Supporting information
Acknowledgments
We would like to acknowledge the Gene Expression Center and the Bioinformatics Resource Center (BRC) at the University of Wisconsin, Madison for their contributions to this work. The authors thank the University of Wisconsin Carbone Cancer Center Flow Cytometry Laboratory, supported by P30 CA014520, for use of its facilities and services.
Data Availability
The TCGA and CPTAC-3 data were requested from the following URL: https://portal.gdc.cancer.gov/. All RNAseq data can be found on the Gene Expression Omnibus (GEO) at accession numbers GSE213680 and GSE165198. The modified KPC cell lines (KPC-BKO and KPC Per2-dLuc) created for use in this manuscript are available through Material Transfer Agreement by contacting Vasanthi Pillai at the University of Wisconsin Research and Sponsored Programs (contracts@rsp.wisc.edu).
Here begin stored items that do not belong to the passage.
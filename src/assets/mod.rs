/// 被跟踪资产列表与磁盘持久化
///
/// 列表按插入顺序维护（显示顺序、序号导航都依赖它）；id 在集合内
/// 唯一，符号也不允许重复。磁盘格式是 JSON 数组；兼容旧格式——
/// 裸符号字符串数组在读取时升级为结构化条目（favorite=false，补发
/// 新 id）。损坏的文件退回空列表并告警，从不让渲染路径崩溃。

use std::fs;
use std::path::{Path, PathBuf};

use serde::{Deserialize, Serialize};
use thiserror::Error;
use uuid::Uuid;

/// 资产符号的最大长度（与键盘输入缓冲一致）
pub const MAX_SYMBOL_LEN: usize = 5;

/// 单个被跟踪资产
#[derive(Debug, Clone, PartialEq, Eq, Serialize, Deserialize)]
pub struct TrackedAsset {
    pub id: Uuid,
    pub symbol: String,
    pub favorite: bool,
}

impl TrackedAsset {
    pub fn new(symbol: impl Into<String>) -> Self {
        Self {
            id: Uuid::new_v4(),
            symbol: symbol.into(),
            favorite: false,
        }
    }
}

/// 资产操作错误
#[derive(Debug, Error)]
pub enum AssetError {
    #[error("symbol already tracked: {symbol}")]
    Duplicate { symbol: String },

    #[error("invalid symbol {symbol:?}: {reason}")]
    InvalidSymbol { symbol: String, reason: String },

    #[error("persistence error: {0}")]
    Io(#[from] std::io::Error),

    #[error("serialization error: {0}")]
    Serialization(#[from] serde_json::Error),
}

/// 有序资产列表 + 磁盘持久化
pub struct AssetStore {
    path: PathBuf,
    assets: Vec<TrackedAsset>,
}

impl AssetStore {
    /// 从磁盘加载；文件缺失或损坏都退回空列表
    pub fn load<P: AsRef<Path>>(path: P) -> Self {
        let path = path.as_ref().to_path_buf();
        let assets = match fs::read_to_string(&path) {
            Ok(raw) => match Self::parse(&raw) {
                Ok(assets) => assets,
                Err(e) => {
                    log::warn!("资产文件损坏，使用空列表: {}", e);
                    Vec::new()
                }
            },
            Err(e) if e.kind() == std::io::ErrorKind::NotFound => Vec::new(),
            Err(e) => {
                log::warn!("资产文件读取失败，使用空列表: {}", e);
                Vec::new()
            }
        };

        Self { path, assets }
    }

    /// 仅内存的空列表（测试用）
    pub fn in_memory() -> Self {
        Self {
            path: PathBuf::new(),
            assets: Vec::new(),
        }
    }

    /// 解析磁盘格式；裸字符串数组按旧格式升级
    fn parse(raw: &str) -> Result<Vec<TrackedAsset>, serde_json::Error> {
        let value: serde_json::Value = serde_json::from_str(raw)?;

        if let Some(items) = value.as_array() {
            if items.iter().all(|v| v.is_string()) {
                // 旧格式：["BTC", "ETH"] → 升级为结构化条目
                let upgraded = items
                    .iter()
                    .filter_map(|v| v.as_str())
                    .map(TrackedAsset::new)
                    .collect();
                return Ok(upgraded);
            }
        }

        serde_json::from_value(value)
    }

    /// 写回磁盘；路径为空（内存模式）时跳过
    pub fn save(&self) -> Result<(), AssetError> {
        if self.path.as_os_str().is_empty() {
            return Ok(());
        }
        let json = serde_json::to_string_pretty(&self.assets)?;
        fs::write(&self.path, json)?;
        Ok(())
    }

    pub fn len(&self) -> usize {
        self.assets.len()
    }

    pub fn is_empty(&self) -> bool {
        self.assets.is_empty()
    }

    pub fn get(&self, index: usize) -> Option<&TrackedAsset> {
        self.assets.get(index)
    }

    pub fn iter(&self) -> impl Iterator<Item = &TrackedAsset> {
        self.assets.iter()
    }

    pub fn symbols(&self) -> Vec<String> {
        self.assets.iter().map(|a| a.symbol.clone()).collect()
    }

    /// 追加一个新资产（插入顺序即显示顺序）
    pub fn add(&mut self, symbol: &str) -> Result<&TrackedAsset, AssetError> {
        let symbol = symbol.trim();
        if symbol.is_empty() || symbol.len() > MAX_SYMBOL_LEN {
            return Err(AssetError::InvalidSymbol {
                symbol: symbol.to_string(),
                reason: format!("length must be 1..={}", MAX_SYMBOL_LEN),
            });
        }
        if !symbol.chars().all(|c| c.is_ascii_alphanumeric()) {
            return Err(AssetError::InvalidSymbol {
                symbol: symbol.to_string(),
                reason: "only ascii alphanumerics".to_string(),
            });
        }
        if self
            .assets
            .iter()
            .any(|a| a.symbol.eq_ignore_ascii_case(symbol))
        {
            return Err(AssetError::Duplicate {
                symbol: symbol.to_string(),
            });
        }

        self.assets.push(TrackedAsset::new(symbol));
        self.save()?;
        log::info!("新增资产 {}", symbol);
        Ok(self.assets.last().unwrap())
    }

    /// 按序号删除；越界为无操作
    pub fn remove(&mut self, index: usize) -> Option<TrackedAsset> {
        if index >= self.assets.len() {
            return None;
        }
        let removed = self.assets.remove(index);
        if let Err(e) = self.save() {
            log::warn!("删除后写盘失败: {}", e);
        }
        log::info!("删除资产 {}", removed.symbol);
        Some(removed)
    }

    /// 翻转收藏标记，保持顺序不变
    pub fn toggle_favorite(&mut self, index: usize) -> Option<bool> {
        let asset = self.assets.get_mut(index)?;
        asset.favorite = !asset.favorite;
        let flag = asset.favorite;
        if let Err(e) = self.save() {
            log::warn!("收藏状态写盘失败: {}", e);
        }
        Some(flag)
    }
}

#[cfg(test)]
mod tests {
    use super::*;

    #[test]
    fn test_add_preserves_insertion_order() {
        let mut store = AssetStore::in_memory();
        store.add("BTC").unwrap();
        store.add("ETH").unwrap();
        store.add("SOL").unwrap();
        assert_eq!(store.symbols(), vec!["BTC", "ETH", "SOL"]);
    }

    #[test]
    fn test_duplicate_rejected_case_insensitive() {
        let mut store = AssetStore::in_memory();
        store.add("BTC").unwrap();
        assert!(matches!(
            store.add("btc"),
            Err(AssetError::Duplicate { .. })
        ));
    }

    #[test]
    fn test_symbol_validation() {
        let mut store = AssetStore::in_memory();
        assert!(matches!(
            store.add(""),
            Err(AssetError::InvalidSymbol { .. })
        ));
        assert!(matches!(
            store.add("TOOLONG"),
            Err(AssetError::InvalidSymbol { .. })
        ));
        assert!(matches!(
            store.add("B/C"),
            Err(AssetError::InvalidSymbol { .. })
        ));
        // 大小写保留
        store.add("dOgE").unwrap();
        assert_eq!(store.get(0).unwrap().symbol, "dOgE");
    }

    #[test]
    fn test_toggle_favorite_preserves_order() {
        let mut store = AssetStore::in_memory();
        store.add("A").unwrap();
        store.add("B").unwrap();

        assert_eq!(store.toggle_favorite(0), Some(true));
        assert_eq!(store.symbols(), vec!["A", "B"]);
        assert!(store.get(0).unwrap().favorite);
        assert!(!store.get(1).unwrap().favorite);

        assert_eq!(store.toggle_favorite(0), Some(false));
        assert!(!store.get(0).unwrap().favorite);
    }

    #[test]
    fn test_ids_unique() {
        let mut store = AssetStore::in_memory();
        store.add("A").unwrap();
        store.add("B").unwrap();
        assert_ne!(store.get(0).unwrap().id, store.get(1).unwrap().id);
    }

    #[test]
    fn test_legacy_format_upgrade() {
        let assets = AssetStore::parse(r#"["BTC", "ETH"]"#).unwrap();
        assert_eq!(assets.len(), 2);
        assert_eq!(assets[0].symbol, "BTC");
        assert!(!assets[0].favorite);
        assert_ne!(assets[0].id, assets[1].id);
    }

    #[test]
    fn test_structured_format_parse() {
        let raw = serde_json::to_string(&vec![TrackedAsset {
            id: Uuid::new_v4(),
            symbol: "BTC".to_string(),
            favorite: true,
        }])
        .unwrap();
        let assets = AssetStore::parse(&raw).unwrap();
        assert!(assets[0].favorite);
    }

    #[test]
    fn test_malformed_file_falls_back_to_empty() {
        let dir = std::env::temp_dir().join("tick_sight_asset_test");
        fs::create_dir_all(&dir).unwrap();
        let path = dir.join("broken.json");
        fs::write(&path, "{not json").unwrap();

        let store = AssetStore::load(&path);
        assert!(store.is_empty());
        let _ = fs::remove_file(&path);
    }

    #[test]
    fn test_remove_out_of_range_is_noop() {
        let mut store = AssetStore::in_memory();
        store.add("A").unwrap();
        assert!(store.remove(5).is_none());
        assert_eq!(store.len(), 1);
    }

    #[test]
    fn test_save_and_reload() {
        let dir = std::env::temp_dir().join("tick_sight_asset_test");
        fs::create_dir_all(&dir).unwrap();
        let path = dir.join("roundtrip.json");
        let _ = fs::remove_file(&path);

        {
            let mut store = AssetStore::load(&path);
            store.add("BTC").unwrap();
            store.toggle_favorite(0);
        }

        let reloaded = AssetStore::load(&path);
        assert_eq!(reloaded.symbols(), vec!["BTC"]);
        assert!(reloaded.get(0).unwrap().favorite);
        let _ = fs::remove_file(&path);
    }
}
All of the numerical data to generate the figures and statistics for this manuscript are included in S4 Data.
Funding Statement
The research reported in this publication was supported by the Department of Defense Peer Reviewed Cancer Research Program Idea Award Number CA190176 (Grants.gov ID GRANT12935023) (SMRK), by the National Institutes of Health (NIH) National Institute of Environmental Health Sciences (NIEHS) Award Number R35ES028377 (CAB), by the NIH NIEHS Award Number T32 ES007015 (PBS), the University of Wisconsin Carbone Cancer Center Support Grant P30CA014520 (SMRK) and by the Michael W. Oglesby Foundation (SMRK). The content is solely the responsibility of the authors and does not necessarily represent the official views of the Department of Defense or the National Institutes of Health. The funding agencies did not play any role in the study design, data collection and analysis, decision to publish or preparation of the manuscript.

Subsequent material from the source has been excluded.